### [RECORDS PROVIDED]
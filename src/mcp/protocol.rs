//! JSON-RPC 2.0 envelopes and the MCP payloads this relay exchanges.
//!
//! Only the server side of MCP "2024-11-05" is modelled: the initialize
//! handshake, tool listing and invocation. Prompt payloads live in
//! [`crate::mcp::prompts`].

use serde::de::{self, Deserializer, Unexpected};
use serde::{Deserialize, Serialize, Serializer};
use serde_json::Value;
use std::collections::HashMap;
use std::fmt;

use crate::error::Error;

/// MCP protocol revision announced during `initialize`.
pub const MCP_VERSION: &str = "2024-11-05";

/// The `"jsonrpc": "2.0"` member. Any other value fails to deserialize.
#[derive(Debug, Clone, Copy, Default, PartialEq, Eq)]
pub struct JsonRpcVersion;

impl JsonRpcVersion {
    const TAG: &'static str = "2.0";
}

impl Serialize for JsonRpcVersion {
    fn serialize<S: Serializer>(&self, serializer: S) -> Result<S::Ok, S::Error> {
        serializer.serialize_str(Self::TAG)
    }
}

impl<'de> Deserialize<'de> for JsonRpcVersion {
    fn deserialize<D: Deserializer<'de>>(deserializer: D) -> Result<Self, D::Error> {
        let tag = String::deserialize(deserializer)?;
        if tag == Self::TAG {
            Ok(JsonRpcVersion)
        } else {
            Err(de::Error::invalid_value(Unexpected::Str(&tag), &"\"2.0\""))
        }
    }
}

/// Request id, echoed back on the matching response.
#[derive(Debug, Clone, Serialize, Deserialize, PartialEq, Eq, Hash)]
#[serde(untagged)]
pub enum RequestId {
    String(String),
    Number(i64),
}

impl fmt::Display for RequestId {
    fn fmt(&self, f: &mut fmt::Formatter<'_>) -> fmt::Result {
        match self {
            Self::String(id) => write!(f, "\"{}\"", id),
            Self::Number(id) => write!(f, "{}", id),
        }
    }
}

impl From<i64> for RequestId {
    fn from(id: i64) -> Self {
        Self::Number(id)
    }
}

impl From<&str> for RequestId {
    fn from(id: &str) -> Self {
        Self::String(id.to_string())
    }
}

/// A call that expects a response.
#[derive(Debug, Clone, Serialize, Deserialize)]
pub struct JsonRpcRequest {
    pub jsonrpc: JsonRpcVersion,
    pub id: RequestId,
    pub method: String,
    #[serde(default, skip_serializing_if = "Option::is_none")]
    pub params: Option<Value>,
}

impl JsonRpcRequest {
    pub fn new(id: impl Into<RequestId>, method: impl Into<String>, params: Option<Value>) -> Self {
        Self {
            jsonrpc: JsonRpcVersion,
            id: id.into(),
            method: method.into(),
            params,
        }
    }
}

/// A one-way message without an id.
#[derive(Debug, Clone, Serialize, Deserialize)]
pub struct JsonRpcNotification {
    pub jsonrpc: JsonRpcVersion,
    pub method: String,
    #[serde(default, skip_serializing_if = "Option::is_none")]
    pub params: Option<Value>,
}

impl JsonRpcNotification {
    pub fn new(method: impl Into<String>, params: Option<Value>) -> Self {
        Self {
            jsonrpc: JsonRpcVersion,
            method: method.into(),
            params,
        }
    }
}

/// Reply to a [`JsonRpcRequest`]. Carries exactly one of `result` or `error`.
#[derive(Debug, Clone, Serialize, Deserialize)]
pub struct JsonRpcResponse {
    pub jsonrpc: JsonRpcVersion,
    pub id: RequestId,
    #[serde(flatten)]
    pub outcome: Outcome,
}

/// Body of a response, serialized as a `result` or an `error` member.
#[derive(Debug, Clone, PartialEq, Serialize, Deserialize)]
#[serde(rename_all = "lowercase")]
pub enum Outcome {
    Result(Value),
    Error(JsonRpcError),
}

impl JsonRpcResponse {
    pub fn success(id: RequestId, result: Value) -> Self {
        Self {
            jsonrpc: JsonRpcVersion,
            id,
            outcome: Outcome::Result(result),
        }
    }

    pub fn failure(id: RequestId, error: JsonRpcError) -> Self {
        Self {
            jsonrpc: JsonRpcVersion,
            id,
            outcome: Outcome::Error(error),
        }
    }

    pub fn result(&self) -> Option<&Value> {
        match &self.outcome {
            Outcome::Result(value) => Some(value),
            Outcome::Error(_) => None,
        }
    }

    pub fn error(&self) -> Option<&JsonRpcError> {
        match &self.outcome {
            Outcome::Result(_) => None,
            Outcome::Error(error) => Some(error),
        }
    }
}

/// JSON-RPC error object.
#[derive(Debug, Clone, PartialEq, Serialize, Deserialize)]
pub struct JsonRpcError {
    pub code: i32,
    pub message: String,
    #[serde(default, skip_serializing_if = "Option::is_none")]
    pub data: Option<Value>,
}

impl JsonRpcError {
    pub const METHOD_NOT_FOUND: i32 = -32601;
    pub const INVALID_PARAMS: i32 = -32602;
    pub const INTERNAL_ERROR: i32 = -32603;

    pub fn new(code: i32, message: impl Into<String>) -> Self {
        Self {
            code,
            message: message.into(),
            data: None,
        }
    }
}

impl From<&Error> for JsonRpcError {
    fn from(err: &Error) -> Self {
        let code = match err {
            Error::MethodNotFound(_) => Self::METHOD_NOT_FOUND,
            Error::InvalidArguments(_) | Error::ToolNotFound(_) | Error::PromptNotFound(_) => {
                Self::INVALID_PARAMS
            }
            _ => Self::INTERNAL_ERROR,
        };
        Self::new(code, err.to_string())
    }
}

// ===== Handshake =====

/// Name and version reported in `serverInfo`.
#[derive(Debug, Clone, Serialize)]
pub struct ServerInfo {
    pub name: String,
    pub version: String,
}

/// `{"listChanged": bool}` capability flag shared by tools and prompts.
#[derive(Debug, Clone, Copy, Default, Serialize)]
#[serde(rename_all = "camelCase")]
pub struct ListChanged {
    pub list_changed: bool,
}

/// What the relay offers a client.
#[derive(Debug, Clone, Default, Serialize)]
pub struct ServerCapabilities {
    #[serde(skip_serializing_if = "Option::is_none")]
    pub tools: Option<ListChanged>,
    #[serde(skip_serializing_if = "Option::is_none")]
    pub prompts: Option<ListChanged>,
    #[serde(skip_serializing_if = "Option::is_none")]
    pub logging: Option<HashMap<String, Value>>,
}

impl ServerCapabilities {
    /// Static tools and prompts, plus logging.
    pub fn relay() -> Self {
        Self {
            tools: Some(ListChanged::default()),
            prompts: Some(ListChanged::default()),
            logging: Some(HashMap::new()),
        }
    }
}

/// Result of `initialize`.
#[derive(Debug, Clone, Serialize)]
#[serde(rename_all = "camelCase")]
pub struct InitializeResult {
    pub protocol_version: &'static str,
    pub capabilities: ServerCapabilities,
    pub server_info: ServerInfo,
}

impl InitializeResult {
    pub fn new(server_info: ServerInfo) -> Self {
        Self {
            protocol_version: MCP_VERSION,
            capabilities: ServerCapabilities::relay(),
            server_info,
        }
    }
}

// ===== Tools =====

/// Tool definition returned by `tools/list`.
#[derive(Debug, Clone, Serialize, Deserialize)]
#[serde(rename_all = "camelCase")]
pub struct Tool {
    pub name: String,
    pub description: String,
    pub input_schema: Value,
}

/// Outcome of `tools/call`. Tool failures set `isError` instead of failing the call.
#[derive(Debug, Clone, Serialize, Deserialize)]
#[serde(rename_all = "camelCase")]
pub struct ToolResult {
    pub content: Vec<ContentBlock>,
    #[serde(default)]
    pub is_error: bool,
}

#[derive(Debug, Clone, Serialize, Deserialize)]
#[serde(tag = "type", rename_all = "lowercase")]
pub enum ContentBlock {
    Text { text: String },
}

#[derive(Debug, Clone, Serialize)]
pub struct ListToolsResult {
    pub tools: Vec<Tool>,
}

#[derive(Debug, Clone, Deserialize)]
pub struct CallToolParams {
    pub name: String,
    #[serde(default)]
    pub arguments: HashMap<String, Value>,
}

/// Params of `notifications/cancelled`.
#[derive(Debug, Clone, Deserialize)]
#[serde(rename_all = "camelCase")]
pub struct CancelledParams {
    pub request_id: RequestId,
    #[serde(default)]
    pub reason: Option<String>,
}
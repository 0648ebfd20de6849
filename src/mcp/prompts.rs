//! MCP Prompt Templates
//!
//! Pre-defined prompts that steer an assistant towards the Azure DevOps tools.

use serde::{Deserialize, Serialize};
use std::collections::{BTreeMap, HashMap};

use crate::error::{Error, Result};

/// A prompt argument definition.
#[derive(Debug, Clone, Serialize, Deserialize)]
pub struct PromptArgument {
    pub name: String,
    pub description: String,
    pub required: bool,
}

/// A prompt template.
#[derive(Debug, Clone, Serialize, Deserialize)]
pub struct Prompt {
    pub name: String,
    pub description: String,
    #[serde(default)]
    pub arguments: Vec<PromptArgument>,
}

/// A prompt message (the actual content).
#[derive(Debug, Clone, Serialize, Deserialize)]
pub struct PromptMessage {
    pub role: String,
    pub content: PromptContent,
}

/// Prompt content types.
#[derive(Debug, Clone, Serialize, Deserialize)]
#[serde(tag = "type", rename_all = "lowercase")]
pub enum PromptContent {
    Text { text: String },
}

/// Result of prompts/list.
#[derive(Debug, Clone, Serialize, Deserialize)]
#[serde(rename_all = "camelCase")]
pub struct ListPromptsResult {
    pub prompts: Vec<Prompt>,
    #[serde(skip_serializing_if = "Option::is_none")]
    pub next_cursor: Option<String>,
}

/// Result of prompts/get.
#[derive(Debug, Clone, Serialize, Deserialize)]
pub struct GetPromptResult {
    pub description: Option<String>,
    pub messages: Vec<PromptMessage>,
}

/// Template for generating prompt messages.
///
/// Supports `{{name}}` substitution and `{{#if name}}...{{/if}}` blocks.
#[derive(Debug, Clone)]
pub struct PromptTemplate {
    pub template: String,
}

impl PromptTemplate {
    pub fn new(template: impl Into<String>) -> Self {
        Self {
            template: template.into(),
        }
    }

    /// Render the template against the given arguments.
    ///
    /// The template is scanned once from left to right; substituted values
    /// are copied verbatim and never expanded again.
    pub fn render(&self, arguments: &HashMap<String, String>) -> String {
        render_segment(&self.template, arguments)
    }
}

const IF_OPEN: &str = "{{#if ";
const IF_CLOSE: &str = "{{/if}}";

fn render_segment(template: &str, arguments: &HashMap<String, String>) -> String {
    let mut text = String::with_capacity(template.len());
    let mut rest = template;

    while let Some(start) = rest.find("{{") {
        text.push_str(&rest[..start]);
        let tag = &rest[start..];

        if let Some(after) = tag.strip_prefix(IF_OPEN) {
            // {{#if key}}content{{/if}}
            let block = after.find("}}").and_then(|key_end| {
                let body = &after[key_end + 2..];
                body.find(IF_CLOSE).map(|end| {
                    (
                        after[..key_end].trim(),
                        &body[..end],
                        &body[end + IF_CLOSE.len()..],
                    )
                })
            });
            let Some((key, body, remainder)) = block else {
                rest = tag;
                break;
            };
            if arguments.get(key).is_some_and(|v| !v.is_empty()) {
                text.push_str(&render_segment(body, arguments));
            }
            rest = remainder;
        } else if let Some(end) = tag.find("}}") {
            match arguments.get(tag[2..end].trim()) {
                Some(value) => text.push_str(value),
                None => text.push_str(&tag[..end + 2]),
            }
            rest = &tag[end + 2..];
        } else {
            break;
        }
    }

    text.push_str(rest);
    text
}

/// Prompt registry.
#[derive(Debug, Clone, Default)]
pub struct PromptRegistry {
    prompts: BTreeMap<String, (Prompt, PromptTemplate)>,
}

impl PromptRegistry {
    /// Create an empty registry.
    pub fn new() -> Self {
        Self::default()
    }

    /// Register a prompt.
    pub fn register(&mut self, prompt: Prompt, template: PromptTemplate) {
        self.prompts.insert(prompt.name.clone(), (prompt, template));
    }

    /// List all prompts.
    pub fn list(&self) -> Vec<Prompt> {
        self.prompts.values().map(|(p, _)| p.clone()).collect()
    }

    /// Get the number of registered prompts.
    pub fn prompt_count(&self) -> usize {
        self.prompts.len()
    }

    /// Get a prompt by name with arguments substituted.
    pub fn get(&self, name: &str, arguments: &HashMap<String, String>) -> Result<GetPromptResult> {
        let (prompt, template) = self
            .prompts
            .get(name)
            .ok_or_else(|| Error::PromptNotFound(name.to_string()))?;

        for arg in prompt.arguments.iter().filter(|a| a.required) {
            if arguments.get(&arg.name).map_or(true, |v| v.is_empty()) {
                return Err(Error::InvalidArguments(format!(
                    "Missing required prompt argument: {}",
                    arg.name
                )));
            }
        }

        Ok(GetPromptResult {
            description: Some(prompt.description.clone()),
            messages: vec![PromptMessage {
                role: "user".to_string(),
                content: PromptContent::Text {
                    text: template.render(arguments),
                },
            }],
        })
    }
}

/// Register the Azure DevOps prompts.
pub fn configure_prompts(registry: &mut PromptRegistry) {
    registry.register(
        Prompt {
            name: "Projects".to_string(),
            description: "Lists all projects in the Azure DevOps organization.".to_string(),
            arguments: Vec::new(),
        },
        PromptTemplate::new(
            r#"# Task
Use the 'core_list_projects' tool to retrieve all projects in the current Azure DevOps organization.
Present the results in a table with the following columns: Project ID, Name, and Description."#,
        ),
    );

    registry.register(
        Prompt {
            name: "WorkItem".to_string(),
            description: "Retrieves and summarizes an Azure DevOps work item by ID.".to_string(),
            arguments: vec![
                PromptArgument {
                    name: "id".to_string(),
                    description: "The work item ID".to_string(),
                    required: true,
                },
                PromptArgument {
                    name: "project".to_string(),
                    description: "Project that owns the work item (optional)".to_string(),
                    required: false,
                },
            ],
        },
        PromptTemplate::new(
            r#"# Task
Use the 'wit_get_work_item' tool to retrieve work item {{id}}{{#if project}} in project '{{project}}'{{/if}}.
Summarize its title, state, assignee and description, then list any linked work items."#,
        ),
    );
}
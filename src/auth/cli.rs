//! Credentials backed by the Azure command-line tools.

use async_trait::async_trait;
use chrono::{DateTime, Local, NaiveDateTime, TimeZone, Utc};
use serde::Deserialize;
use std::io::ErrorKind;
use std::process::Output;
use std::time::Duration;
use tokio::process::Command;
use tracing::debug;

use crate::auth::{AccessToken, TokenProvider};
use crate::error::{Error, Result};

/// Upper bound for a single CLI token request.
const CLI_TIMEOUT: Duration = Duration::from_secs(30);

/// Output of `az account get-access-token --output json`.
#[derive(Debug, Deserialize)]
struct AzCliToken {
    #[serde(rename = "accessToken")]
    access_token: String,
    /// Unix timestamp, present on az 2.54 and later.
    #[serde(default)]
    expires_on: Option<i64>,
    /// Local time, e.g. `2024-01-01 12:00:00.000000`.
    #[serde(rename = "expiresOn", default)]
    expires_on_local: Option<String>,
}

/// Output of `azd auth token --output json`.
#[derive(Debug, Deserialize)]
struct AzdToken {
    token: String,
    #[serde(rename = "expiresOn")]
    expires_on: String,
}

/// Parse the JSON printed by the Azure CLI.
pub fn parse_az_cli_token(stdout: &str) -> Result<AccessToken> {
    let parsed: AzCliToken = serde_json::from_str(stdout)
        .map_err(|e| Error::Auth(format!("Unexpected Azure CLI output: {}", e)))?;

    let expires_on = match (parsed.expires_on, parsed.expires_on_local.as_deref()) {
        (Some(ts), _) => Utc
            .timestamp_opt(ts, 0)
            .single()
            .ok_or_else(|| Error::Auth(format!("Invalid expires_on timestamp: {}", ts)))?,
        (None, Some(local)) => parse_local_time(local)?,
        (None, None) => {
            return Err(Error::Auth(
                "Azure CLI output has no token expiry".to_string(),
            ))
        }
    };

    Ok(AccessToken::new(parsed.access_token, expires_on))
}

/// Parse the JSON printed by the Azure Developer CLI.
pub fn parse_azd_token(stdout: &str) -> Result<AccessToken> {
    let parsed: AzdToken = serde_json::from_str(stdout)
        .map_err(|e| Error::Auth(format!("Unexpected Azure Developer CLI output: {}", e)))?;

    let expires_on = DateTime::parse_from_rfc3339(&parsed.expires_on)
        .map_err(|e| Error::Auth(format!("Invalid expiresOn '{}': {}", parsed.expires_on, e)))?
        .with_timezone(&Utc);

    Ok(AccessToken::new(parsed.token, expires_on))
}

fn parse_local_time(value: &str) -> Result<DateTime<Utc>> {
    let naive = NaiveDateTime::parse_from_str(value, "%Y-%m-%d %H:%M:%S%.f")
        .map_err(|e| Error::Auth(format!("Invalid expiresOn '{}': {}", value, e)))?;

    Local
        .from_local_datetime(&naive)
        .earliest()
        .map(|dt| dt.with_timezone(&Utc))
        .ok_or_else(|| Error::Auth(format!("Ambiguous local time: {}", value)))
}

/// Build a command for a CLI tool; Windows installs ship `.cmd` shims.
fn cli_command(program: &str) -> Command {
    if cfg!(windows) {
        let mut cmd = Command::new("cmd");
        cmd.arg("/C").arg(program);
        cmd
    } else {
        Command::new(program)
    }
}

/// Run a CLI command and return stdout, mapping failures to credential errors.
async fn run_cli(tool: &str, mut command: Command) -> Result<String> {
    command.kill_on_drop(true);

    let output: Output = match tokio::time::timeout(CLI_TIMEOUT, command.output()).await {
        Ok(Ok(output)) => output,
        Ok(Err(e)) if e.kind() == ErrorKind::NotFound => {
            return Err(Error::CredentialUnavailable(format!(
                "{} is not installed",
                tool
            )));
        }
        Ok(Err(e)) => return Err(Error::Io(e)),
        Err(_) => {
            return Err(Error::Timeout {
                seconds: CLI_TIMEOUT.as_secs(),
            })
        }
    };

    if !output.status.success() {
        let stderr = String::from_utf8_lossy(&output.stderr).trim().to_string();
        return Err(Error::CredentialUnavailable(format!(
            "{} failed ({}): {}",
            tool, output.status, stderr
        )));
    }

    Ok(String::from_utf8_lossy(&output.stdout).into_owned())
}

/// Credential that asks the Azure CLI for a token.
#[derive(Debug, Clone, Default)]
pub struct AzureCliCredential;

impl AzureCliCredential {
    pub fn new() -> Self {
        Self
    }
}

#[async_trait]
impl TokenProvider for AzureCliCredential {
    fn name(&self) -> &str {
        "AzureCliCredential"
    }

    async fn get_token(&self, scope: &str) -> Result<AccessToken> {
        debug!("Requesting token from Azure CLI for scope {}", scope);

        let mut command = cli_command("az");
        command.args(["account", "get-access-token", "--scope", scope, "--output", "json"]);

        let stdout = run_cli("Azure CLI", command).await?;
        parse_az_cli_token(&stdout)
    }
}

/// Credential that asks the Azure Developer CLI for a token.
#[derive(Debug, Clone, Default)]
pub struct AzureDeveloperCliCredential;

impl AzureDeveloperCliCredential {
    pub fn new() -> Self {
        Self
    }
}

#[async_trait]
impl TokenProvider for AzureDeveloperCliCredential {
    fn name(&self) -> &str {
        "AzureDeveloperCliCredential"
    }

    async fn get_token(&self, scope: &str) -> Result<AccessToken> {
        debug!("Requesting token from Azure Developer CLI for scope {}", scope);

        let mut command = cli_command("azd");
        command.args(["auth", "token", "--scope", scope, "--output", "json"]);

        let stdout = run_cli("Azure Developer CLI", command).await?;
        parse_azd_token(&stdout)
    }
}
//! Team project tools.

use async_trait::async_trait;
use serde_json::Value;
use std::collections::HashMap;
use std::sync::Arc;

use crate::devops::DevOpsClientFactory;
use crate::error::Result;
use crate::mcp::handler::{error_result, get_optional_u32_arg, ToolHandler};
use crate::mcp::protocol::{Tool, ToolResult};

use super::{connect, json_result};

/// List projects tool.
pub struct ListProjectsTool {
    factory: Arc<DevOpsClientFactory>,
}

impl ListProjectsTool {
    pub fn new(factory: Arc<DevOpsClientFactory>) -> Self {
        Self { factory }
    }
}

#[async_trait]
impl ToolHandler for ListProjectsTool {
    fn definition(&self) -> Tool {
        Tool {
            name: "core_list_projects".to_string(),
            description: "Retrieve a list of projects in your Azure DevOps organization.".to_string(),
            input_schema: serde_json::json!({
                "type": "object",
                "properties": {
                    "top": {
                        "type": "integer",
                        "description": "The maximum number of projects to return"
                    },
                    "skip": {
                        "type": "integer",
                        "description": "The number of projects to skip for pagination"
                    }
                }
            }),
        }
    }

    async fn execute(&self, args: HashMap<String, Value>) -> Result<ToolResult> {
        let top = get_optional_u32_arg(&args, "top");
        let skip = get_optional_u32_arg(&args, "skip");

        let client = match connect(&self.factory).await {
            Ok(client) => client,
            Err(result) => return Ok(result),
        };

        match client.list_projects(top, skip).await {
            Ok(projects) => json_result(&projects.value),
            Err(e) => Ok(error_result(format!("Failed to list projects: {}", e))),
        }
    }
}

### [WHAT THE EXERCISE ASKS]
Among the records, how many lines include the string "await"? State the number and add nothing.

### [SOLUTION FOR THIS EXERCISE]
5